The answer must be every line of the records below that contains the word "ModelConfig".
**** Source material ****
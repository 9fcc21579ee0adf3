//! Semantic configuration validation
//!
//! Runs on the fully deserialized `ExperimentConfig`, after the shape check
//! has guaranteed presence, kinds and per-field bounds. What remains are
//! the relations between fields.
//!
//! Validation collects ALL issues (doesn't stop at first) to provide
//! comprehensive feedback to users.

use crate::config::loader::ConfigLimits;
use crate::error::{Severity, ValidationIssue};

use iceflow_core::config::{DatasetConfig, ExperimentConfig, ReportingConfig};

// ============================================================================
// Public API
// ============================================================================

/// Result of configuration validation.
#[derive(Debug, Default)]
pub struct ValidationResult {
    /// Validation errors (prevent loading).
    pub errors: Vec<ValidationIssue>,

    /// Validation warnings (informational).
    pub warnings: Vec<ValidationIssue>,
}

impl ValidationResult {
    /// Returns `true` if there are any errors.
    #[must_use]
    pub fn has_errors(&self) -> bool {
        !self.errors.is_empty()
    }

    /// Returns `true` if validation passed (no errors).
    #[must_use]
    pub fn is_valid(&self) -> bool {
        self.errors.is_empty()
    }
}

/// Cross-field validator for experiment configurations.
#[derive(Debug, Default)]
pub struct Validator {
    errors: Vec<ValidationIssue>,
    warnings: Vec<ValidationIssue>,
}

impl Validator {
    /// Creates a new validator.
    #[must_use]
    pub fn new() -> Self {
        Self::default()
    }

    /// Validates a configuration and returns the result.
    ///
    /// This method collects all errors and warnings rather than stopping
    /// at the first issue.
    pub fn validate(&mut self, config: &ExperimentConfig, limits: &ConfigLimits) -> ValidationResult {
        self.errors.clear();
        self.warnings.clear();

        self.validate_limits(config, limits);
        self.validate_reporting(&config.reporting);
        self.validate_states(&config.model.base, &config.model.target);
        self.validate_flow(config);
        self.validate_train(config);

        ValidationResult {
            errors: std::mem::take(&mut self.errors),
            warnings: std::mem::take(&mut self.warnings),
        }
    }

    fn validate_limits(&mut self, config: &ExperimentConfig, limits: &ConfigLimits) {
        let couplings = config.model.flow.couplings.len();
        if couplings > limits.max_couplings {
            self.add_error(
                "model.flow.couplings",
                format!(
                    "Too many couplings: {couplings} (max: {})",
                    limits.max_couplings
                ),
            );
        }

        let stages = config.train.len();
        if stages > limits.max_train_stages {
            self.add_error(
                "train",
                format!(
                    "Too many training stages: {stages} (max: {})",
                    limits.max_train_stages
                ),
            );
        }
    }

    fn validate_reporting(&mut self, reporting: &ReportingConfig) {
        match reporting.num_samples.value() {
            Some(&samples) => {
                if reporting.num_samples_per_batch > samples {
                    self.add_error(
                        "reporting.num_samples_per_batch",
                        format!(
                            "Batch size {} exceeds reporting.num_samples ({samples})",
                            reporting.num_samples_per_batch
                        ),
                    );
                }
            }
            None => {
                if reporting.any_flag_set() {
                    self.add_warning(
                        "reporting",
                        "Report flags are set but reporting.num_samples is not; no reports will be produced",
                    );
                }
            }
        }
    }

    fn validate_states(&mut self, base: &DatasetConfig, target: &DatasetConfig) {
        if base.temperature.total_cmp(&target.temperature).is_eq() {
            self.add_warning(
                "model.target.temperature",
                format!(
                    "Base and target share temperature {} K; the free-energy difference is trivial",
                    target.temperature
                ),
            );
        }

        if base.num_molecules != target.num_molecules {
            self.add_warning(
                "model.target.num_molecules",
                format!(
                    "Base has {} molecules but target has {}; the flow maps between equal-sized systems",
                    base.num_molecules, target.num_molecules
                ),
            );
        }
    }

    fn validate_flow(&mut self, config: &ExperimentConfig) {
        for (idx, coupling) in config.model.flow.couplings.iter().enumerate() {
            for (name, block) in coupling.updates() {
                if block.channels_per_head().is_none() {
                    self.add_warning(
                        format!("model.flow.couplings[{idx}].{name}.num_channels"),
                        format!(
                            "num_channels ({}) is not divisible by num_heads ({})",
                            block.num_channels, block.num_heads
                        ),
                    );
                }
            }
        }
    }

    fn validate_train(&mut self, config: &ExperimentConfig) {
        let target_sampled = config.model.target.is_sampled();

        for (idx, stage) in config.train.iter().enumerate() {
            if !stage.has_learning_signal() {
                self.add_error(
                    format!("train[{idx}]"),
                    "weight_fe and weight_nll are both zero; the stage has no learning signal",
                );
            }

            if stage.weight_nll > 0.0 && !target_sampled {
                self.add_warning(
                    format!("train[{idx}].weight_nll"),
                    "NLL term is weighted but model.target.num_samples is 0; no target samples will be drawn",
                );
            }
        }

        let total = config.total_iters();
        if config.global_step >= total {
            self.add_warning(
                "global_step",
                format!(
                    "global_step ({}) is at or past the end of the schedule ({total} steps)",
                    config.global_step
                ),
            );
        }
    }

    fn add_error(&mut self, path: impl Into<String>, message: impl Into<String>) {
        self.errors.push(ValidationIssue {
            path: path.into(),
            message: message.into(),
            severity: Severity::Error,
        });
    }

    fn add_warning(&mut self, path: impl Into<String>, message: impl Into<String>) {
        self.warnings.push(ValidationIssue {
            path: path.into(),
            message: message.into(),
            severity: Severity::Warning,
        });
    }
}

// ============================================================================
// Tests
// ============================================================================

#[cfg(test)]
mod tests {
    use super::*;
    use iceflow_core::config::{
        BlockConfig, CouplingConfig, EnergyErrorHandling, FlowConfig, ModelConfig, Setting,
        TrainStage,
    };
    use std::path::PathBuf;

    fn block(heads: u64, channels: u64) -> BlockConfig {
        BlockConfig {
            num_blocks: 1,
            num_heads: heads,
            num_channels: channels,
        }
    }

    fn dataset(temperature: f64, molecules: u64, samples: u64) -> DatasetConfig {
        DatasetConfig {
            path: PathBuf::from("data"),
            num_molecules: molecules,
            temperature,
            ice_type: "XI".to_string(),
            water_type: "tip4pew".to_string(),
            num_samples: samples,
            recompute_forces: Setting::Absent,
            store_forces: Setting::Absent,
        }
    }

    fn stage(weight_fe: f64, weight_nll: f64) -> TrainStage {
        TrainStage {
            num_epochs: 5,
            num_iters_per_epoch: 100,
            num_samples: 16,
            init_learning_rate: 1e-3,
            target_learning_rate: 1e-4,
            weight_fe,
            weight_nll,
        }
    }

    fn config() -> ExperimentConfig {
        ExperimentConfig {
            seed: 1,
            global_step: 0,
            reporting: ReportingConfig::default(),
            model: ModelConfig {
                pretrained_model_path: Setting::Absent,
                use_auxiliary: false,
                flow: FlowConfig {
                    couplings: vec![CouplingConfig {
                        num_repetitions: 1,
                        auxiliary_update: block(2, 8),
                        position_update: block(2, 8),
                        quaternion_update: block(2, 8),
                    }],
                },
                base: dataset(250.0, 16, 1000),
                target: dataset(100.0, 16, 0),
                base_density: None,
                target_density: None,
                energy_error_handling: EnergyErrorHandling::default(),
            },
            train: vec![stage(1.0, 0.0)],
        }
    }

    fn validate(config: &ExperimentConfig) -> ValidationResult {
        Validator::new().validate(config, &ConfigLimits::default())
    }

    #[test]
    fn test_valid_config_is_clean() {
        let result = validate(&config());
        assert!(result.is_valid());
        assert!(result.warnings.is_empty(), "{:?}", result.warnings);
    }

    #[test]
    fn test_batch_larger_than_report_samples() {
        let mut cfg = config();
        cfg.reporting.num_samples = Setting::Value(64);
        cfg.reporting.num_samples_per_batch = 128;
        let result = validate(&cfg);
        assert!(result.has_errors());
        assert_eq!(result.errors[0].path, "reporting.num_samples_per_batch");
    }

    #[test]
    fn test_batch_size_ignored_when_reporting_disabled() {
        let mut cfg = config();
        cfg.reporting.num_samples = Setting::Null;
        cfg.reporting.num_samples_per_batch = 1_000_000;
        assert!(validate(&cfg).is_valid());
    }

    #[test]
    fn test_flags_without_reporting_warn() {
        let mut cfg = config();
        cfg.reporting.save_model = true;
        let result = validate(&cfg);
        assert!(result.is_valid());
        assert_eq!(result.warnings.len(), 1);
        assert_eq!(result.warnings[0].path, "reporting");
    }

    #[test]
    fn test_equal_temperatures_warn() {
        let mut cfg = config();
        cfg.model.target.temperature = 250.0;
        let result = validate(&cfg);
        assert!(result.is_valid());
        assert!(
            result
                .warnings
                .iter()
                .any(|w| w.path == "model.target.temperature")
        );
    }

    #[test]
    fn test_molecule_mismatch_warns() {
        let mut cfg = config();
        cfg.model.target.num_molecules = 128;
        let result = validate(&cfg);
        assert!(
            result
                .warnings
                .iter()
                .any(|w| w.path == "model.target.num_molecules")
        );
    }

    #[test]
    fn test_uneven_heads_warn() {
        let mut cfg = config();
        cfg.model.flow.couplings[0].position_update = block(3, 8);
        let result = validate(&cfg);
        assert!(result.is_valid());
        assert_eq!(result.warnings.len(), 1);
        assert_eq!(
            result.warnings[0].path,
            "model.flow.couplings[0].position_update.num_channels"
        );
    }

    #[test]
    fn test_no_learning_signal_is_error() {
        let mut cfg = config();
        cfg.train.push(stage(0.0, 0.0));
        cfg.train.push(stage(0.0, 0.0));
        let result = validate(&cfg);
        assert_eq!(result.errors.len(), 2);
        assert_eq!(result.errors[0].path, "train[1]");
        assert_eq!(result.errors[1].path, "train[2]");
    }

    #[test]
    fn test_nll_without_target_samples_warns() {
        let mut cfg = config();
        cfg.train[0] = stage(0.0, 1.0);
        let result = validate(&cfg);
        assert!(result.is_valid());
        assert_eq!(result.warnings[0].path, "train[0].weight_nll");

        cfg.model.target.num_samples = 500;
        assert!(validate(&cfg).warnings.is_empty());
    }

    #[test]
    fn test_finished_schedule_warns() {
        let mut cfg = config();
        cfg.global_step = 500;
        let result = validate(&cfg);
        assert!(result.warnings.iter().any(|w| w.path == "global_step"));
    }

    #[test]
    fn test_limits_enforced() {
        let limits = ConfigLimits {
            max_couplings: 1,
            max_train_stages: 1,
            max_config_size: 1024,
        };
        let mut cfg = config();
        let coupling = cfg.model.flow.couplings[0].clone();
        cfg.model.flow.couplings.push(coupling);
        cfg.train.push(stage(1.0, 0.0));

        let result = Validator::new().validate(&cfg, &limits);
        let paths: Vec<_> = result.errors.iter().map(|e| e.path.as_str()).collect();
        assert_eq!(paths, ["model.flow.couplings", "train"]);
    }
}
****
◆ Solution to this task
        BlockConfig, CouplingConfig, EnergyErrorHandling, FlowConfig, ModelConfig, Setting,
            model: ModelConfig {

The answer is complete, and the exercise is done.